Menzies is best known for his roles in television dramas. He played Brutus in HBO’s Rome, Edmure Tully in Game of Thrones, and the roles of Frank Randall and Black Jack Randall in Outlander. He most recently played the Duke of Cornwall in King Lear alongside Anthony Hopkins and Emma Thompson. He is also currently starring in AMC’s The Terror.
Paul Bettany was originally slated for the role but his deal fell through due to a scheduling conflict, according to The Hollywood Reporter.
14 March
Queen paid less than Prince Philip
The Queen is paid less than Prince Philip – at least as far as Netflix’s hit royal drama The Crown is concerned.
The makers of the series have admitted that Claire Foy, who played the young monarch in the first two seasons, was paid less than Matt Smith who was cast as her husband Prince Philip.

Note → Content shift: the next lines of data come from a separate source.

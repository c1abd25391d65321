//! Relation end-point identifier.

use crate::entity::EntityId;
use std::fmt;
use std::sync::Arc;

/// Identifies one side of one relation for one entity.
///
/// Ordering groups all end-points of an entity together, which the registry
/// relies on for range scans.
#[derive(Debug, Clone, PartialEq, Eq, PartialOrd, Ord, Hash)]
pub struct RelationEndPointId {
    entity: EntityId,
    property: Arc<str>,
}

impl RelationEndPointId {
    /// Creates an end-point id.
    #[must_use]
    pub fn new(entity: EntityId, property: impl Into<Arc<str>>) -> Self {
        Self {
            entity,
            property: property.into(),
        }
    }

    /// Returns the owning entity.
    #[must_use]
    pub fn entity(&self) -> &EntityId {
        &self.entity
    }

    /// Returns the relation property name.
    #[must_use]
    pub fn property(&self) -> &str {
        &self.property
    }

    /// Returns the shared relation property name.
    #[must_use]
    pub fn property_arc(&self) -> &Arc<str> {
        &self.property
    }
}

impl fmt::Display for RelationEndPointId {
    fn fmt(&self, f: &mut fmt::Formatter<'_>) -> fmt::Result {
        write!(f, "{}.{}", self.entity, self.property)
    }
}

#[cfg(test)]
mod tests {
    use super::*;
    use crate::types::ClassId;

    #[test]
    fn ids_of_one_entity_sort_together() {
        let a = EntityId::from_uuid(ClassId::new("Order"), uuid::Uuid::from_bytes([1; 16]));
        let b = EntityId::from_uuid(ClassId::new("Order"), uuid::Uuid::from_bytes([2; 16]));

        let mut ids = vec![
            RelationEndPointId::new(b.clone(), "customer"),
            RelationEndPointId::new(a.clone(), "items"),
            RelationEndPointId::new(a.clone(), "customer"),
        ];
        ids.sort();

        assert_eq!(ids[0].entity(), &a);
        assert_eq!(ids[0].property(), "customer");
        assert_eq!(ids[1].entity(), &a);
        assert_eq!(ids[2].entity(), &b);
    }
}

Answering a question at a television conference in Jerusalem yesterday, one of the show’s British producers, Suzanne Mackie, admitted that Smith had been paid more because of his higher-profile following his stint as Doctor Who.
In comparison, Foy was relatively unknown when she took up the role. She went on to win a Golden Globe and two Screen Actors Guild awards for her nuanced portrayal of Britain’s monarch in the 1950s and 1960s. Smith, by comparison, received several nominations, but never bagged an award.
However, “the accolades didn't make a difference for Foy as Smith's salary remained higher for two seasons”, notes The Independent.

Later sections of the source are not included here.